In the rat, prolonged administration of the luteinizing, hormone-releasing hormone agonist buserelin (25 micrograms/kg body wt/day s.c.) lowers blood estradiol, raises bone resorption, and induces osteopenia. The present study was undertaken to determine whether withdrawal of buserelin normalizes blood estradiol, slows bone resorption, and corrects buserelin-mediated osteopenia. Four groups of female rats with 45Ca-labeled bones were studied: group 1A received 0.2 ml saline s.c. daily for 4 weeks; group 2A received 0.2 ml buserelin s.c. daily for 4 weeks; group 1B received 0.2 ml saline s.c. daily for 8 weeks; group 2B received 0.2 ml buserelin s.c. daily for 4 weeks followed by 0.2 ml saline s.c. daily for 4 weeks. Bone resorption was monitored by measuring urinary 45Ca and hydroxyproline. The rats in groups 1A and 2A were killed after 4 weeks and those in groups 1B and 2B after 8 weeks. The mineral contents of the femoral bones and the whole skeletons were measured.

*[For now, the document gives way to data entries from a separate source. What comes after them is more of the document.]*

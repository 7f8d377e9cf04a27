//! Month, week and day grid construction.

use chrono::{Datelike, Duration, NaiveDate};

use crate::config::CalendarConfig;
use crate::error::CalendarError;
use crate::types::{
    DAYS_PER_WEEK, DateDescriptor, DayCell, DayView, MONTHS_PER_YEAR, MonthGrid, View, WeekView,
};

/// Gregorian leap year test.
pub fn is_leap_year(year: i32) -> bool {
    (year % 4 == 0 && year % 100 != 0) || year % 400 == 0
}

/// Day count of a month, by 0-based month index.
pub fn days_in_month(year: i32, month: u32) -> u32 {
    match month {
        0 | 2 | 4 | 6 | 7 | 9 | 11 => 31,
        3 | 5 | 8 | 10 => 30,
        1 if is_leap_year(year) => 29,
        _ => 28,
    }
}

/// Build a date from a year, 0-based month and a possibly out-of-range
/// day number. Day numbers <= 0 or past the end of the month resolve
/// into the adjacent months; the grid padding relies on this overflow.
pub fn date_with_overflow(year: i32, month: u32, day: i64) -> NaiveDate {
    let first = NaiveDate::from_ymd_opt(year, month + 1, 1).unwrap();
    first + Duration::days(day - 1)
}

impl DateDescriptor {
    /// Wrap a concrete date with its derived rendering fields.
    pub fn from_date(date: NaiveDate, config: &CalendarConfig) -> Self {
        let weekday = date.weekday().num_days_from_sunday();
        let month = date.month0();
        DateDescriptor {
            full_date: date,
            date: date.day(),
            weekday,
            weekday_name: config.day_names[weekday as usize].clone(),
            month,
            month_name: config.month_names[month as usize].clone(),
            year: date.year(),
        }
    }
}

/// Fresh cell for a date, with membership and today flags unset.
fn day_cell(date: NaiveDate, day_names: &[String]) -> DayCell {
    let weekday = date.weekday().num_days_from_sunday();
    DayCell {
        full_date: date,
        date: date.day(),
        weekday,
        weekday_name: day_names[weekday as usize].clone(),
        is_weekend: weekday == 0 || weekday == 6,
        is_past: false,
        is_today: false,
        belongs_to_past_month: false,
        belongs_to_next_month: false,
        events: Vec::new(),
    }
}

fn check_day_names(config: &CalendarConfig) -> Result<(), CalendarError> {
    if config.day_names.len() != DAYS_PER_WEEK {
        return Err(CalendarError::Configuration {
            violations: vec![format!(
                "dayNames: expected {DAYS_PER_WEEK} entries, got {}",
                config.day_names.len()
            )],
        });
    }
    Ok(())
}

impl MonthGrid {
    /// Build the padded day-cell grid for one month (0-based index).
    ///
    /// Leading and trailing cells carry real dates from the adjacent
    /// months so that every row holds seven days. Pure function of its
    /// inputs; events are attached by the mapper afterwards.
    pub fn build(
        year: i32,
        month: u32,
        config: &CalendarConfig,
        today: &DateDescriptor,
    ) -> Result<Self, CalendarError> {
        if month >= MONTHS_PER_YEAR as u32 {
            return Err(CalendarError::Configuration {
                violations: vec![format!("month index {month} out of range 0-11")],
            });
        }
        check_day_names(config)?;

        let total_days = days_in_month(year, month);
        let first_weekday = date_with_overflow(year, month, 1)
            .weekday()
            .num_days_from_sunday();

        let mut day_cells = Vec::with_capacity(6 * DAYS_PER_WEEK);

        // Remainder days from the past month.
        for i in 1..=first_weekday {
            let date = date_with_overflow(year, month, i as i64 - first_weekday as i64);
            let mut cell = day_cell(date, &config.day_names);
            cell.belongs_to_past_month = true;
            cell.is_past = true;
            day_cells.push(cell);
        }

        // Days of the displayed month.
        for day in 1..=total_days {
            let date = date_with_overflow(year, month, day as i64);
            let mut cell = day_cell(date, &config.day_names);
            cell.is_past = date < today.full_date;
            cell.is_today = day == today.date && month == today.month && year == today.year;
            day_cells.push(cell);
        }

        // Remainder days in the next month.
        let last_weekday = date_with_overflow(year, month, total_days as i64)
            .weekday()
            .num_days_from_sunday();
        for i in 1..(DAYS_PER_WEEK as u32 - last_weekday) {
            let date = date_with_overflow(year, month, (total_days + i) as i64);
            let mut cell = day_cell(date, &config.day_names);
            cell.belongs_to_next_month = true;
            day_cells.push(cell);
        }

        log::debug!(
            "built {}-{:02} month grid with {} cells",
            year,
            month + 1,
            day_cells.len()
        );

        Ok(MonthGrid {
            year,
            month,
            day_cells,
            header_labels: config.header_labels(View::Month),
        })
    }
}

impl WeekView {
    /// Build the seven cells of the Sunday-first week containing
    /// `reference`. Cells outside the reference month keep their real
    /// dates and are flagged as past/next-month.
    pub fn build(
        reference: NaiveDate,
        config: &CalendarConfig,
        today: &DateDescriptor,
    ) -> Result<Self, CalendarError> {
        check_day_names(config)?;

        let sunday = reference - Duration::days(reference.weekday().num_days_from_sunday() as i64);
        let reference_month = (reference.year(), reference.month0());

        let mut day_cells = Vec::with_capacity(DAYS_PER_WEEK);
        for offset in 0..DAYS_PER_WEEK as i64 {
            let date = sunday + Duration::days(offset);
            let mut cell = day_cell(date, &config.day_names);
            cell.is_past = date < today.full_date;
            cell.is_today = date == today.full_date;
            cell.belongs_to_past_month = (date.year(), date.month0()) < reference_month;
            cell.belongs_to_next_month = (date.year(), date.month0()) > reference_month;
            day_cells.push(cell);
        }

        Ok(WeekView {
            year: reference.year(),
            month: reference.month0(),
            day_cells,
            header_labels: config.header_labels(View::Week),
        })
    }
}

impl DayView {
    /// Build the single cell for `reference`.
    pub fn build(
        reference: NaiveDate,
        config: &CalendarConfig,
        today: &DateDescriptor,
    ) -> Result<Self, CalendarError> {
        check_day_names(config)?;

        let mut cell = day_cell(reference, &config.day_names);
        cell.is_past = reference < today.full_date;
        cell.is_today = reference == today.full_date;
        Ok(DayView { cell })
    }
}
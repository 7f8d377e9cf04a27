//! Command-line argument parsing using clap.
//!
//! Positional arguments follow the cal convention: `[month] [year]`.

use clap::{Parser, ValueHint};
use std::path::PathBuf;

#[derive(Parser, Debug)]
#[command(name = "calgrid")]
#[command(about = "Renders a month, week or day calendar grid with events", long_about = None)]
#[command(version)]
#[command(after_help = HELP_MESSAGE)]
pub struct Args {
    /// View to render (month, week or day).
    #[arg(
        long,
        default_value = "month",
        help_heading = "Calendar options",
        value_name = "view"
    )]
    pub view: String,

    /// Reference date (e.g. 2020-05-05 or "May 5, 2020").
    #[arg(short, long, help_heading = "Calendar options", value_name = "date")]
    pub date: Option<String>,

    /// JSON file with calendar options and events.
    #[arg(
        short,
        long,
        help_heading = "Calendar options",
        value_name = "file",
        value_hint = ValueHint::FilePath
    )]
    pub events: Option<PathBuf>,

    /// Month (1-12 or name) - optional, used with year.
    #[arg(index = 1, default_value = None, value_name = "month", value_hint = ValueHint::Other)]
    pub month_arg: Option<String>,

    /// Year (1-9999).
    #[arg(index = 2, default_value = None, value_name = "year", value_hint = ValueHint::Other)]
    pub year_arg: Option<String>,

    /// Disable colorized output.
    #[arg(long, help_heading = "Output options")]
    pub color: bool,
}

/// Help message displayed with --help.
const HELP_MESSAGE: &str = "Render a calendar grid with events mapped onto its days.

Without any arguments, render the current month.

Examples:
  calgrid                      Render current month
  calgrid 5 2020               Render May 2020
  calgrid --view week          Render the current week
  calgrid -d 2020-05-05        Render the month containing May 5, 2020
  calgrid -e events.json       Current month with events from a file
  calgrid --color              Disable colorized output";

impl Args {
    pub fn parse() -> Self {
        Parser::parse()
    }
}

/// Resolve the reference date text from the arguments, if any.
///
/// `--date` wins; otherwise positional `[month] [year]` selects the
/// first day of that month. Returns `None` when neither is given.
pub fn get_reference_date(args: &Args) -> Result<Option<String>, String> {
    if let Some(date) = &args.date {
        return Ok(Some(date.clone()));
    }

    let Some(month_text) = &args.month_arg else {
        return Ok(None);
    };

    // A lone 4-digit argument is a year, not a month.
    if args.year_arg.is_none()
        && let Ok(num) = month_text.parse::<i32>()
        && (1000..=9999).contains(&num)
    {
        return Ok(Some(format!("{:04}-01-01", num)));
    }

    let month =
        parse_month(month_text).ok_or_else(|| format!("Invalid month: {}", month_text))?;

    let year = match &args.year_arg {
        None => chrono::Local::now().date_naive().format("%Y").to_string(),
        Some(year_text) => {
            let year: i32 = year_text
                .parse()
                .map_err(|_| format!("Invalid year: {}", year_text))?;
            if !(1..=9999).contains(&year) {
                return Err(format!("Invalid year: {} (must be 1-9999)", year));
            }
            format!("{:04}", year)
        }
    };

    Ok(Some(format!("{}-{:02}-01", year, month)))
}

/// Parse month from string (numeric 1-12 or an English name), returning
/// the 1-based month number.
pub fn parse_month(s: &str) -> Option<u32> {
    if let Ok(n) = s.parse::<u32>()
        && (1..=12).contains(&n)
    {
        return Some(n);
    }

    let s_lower = s.to_lowercase();
    let month_names: [(&str, u32); 23] = [
        ("january", 1),
        ("february", 2),
        ("march", 3),
        ("april", 4),
        ("may", 5),
        ("june", 6),
        ("july", 7),
        ("august", 8),
        ("september", 9),
        ("october", 10),
        ("november", 11),
        ("december", 12),
        ("jan", 1),
        ("feb", 2),
        ("mar", 3),
        ("apr", 4),
        ("jun", 6),
        ("jul", 7),
        ("aug", 8),
        ("sep", 9),
        ("oct", 10),
        ("nov", 11),
        ("dec", 12),
    ];
    month_names
        .iter()
        .find(|(name, _)| *name == s_lower)
        .map(|(_, num)| *num)
}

Buserelin lowered blood estradiol, elevated urinary 45Ca and urinary hydroxyproline, and lowered femur and total body calcium and 45Ca in group 2A vs. 1A (P less than 0.05). By contrast all these measurements became similar in groups 2B and 1B. Thus, osteopenia generated by a 4-week period of buserelin-mediated hypo-estrogenism is reversible by withdrawing buserelin for 4 weeks. Consequently, buserelin administration and withdrawal may be used to study effects of inducing and reversing estrogen-deficiency bone loss in the rat.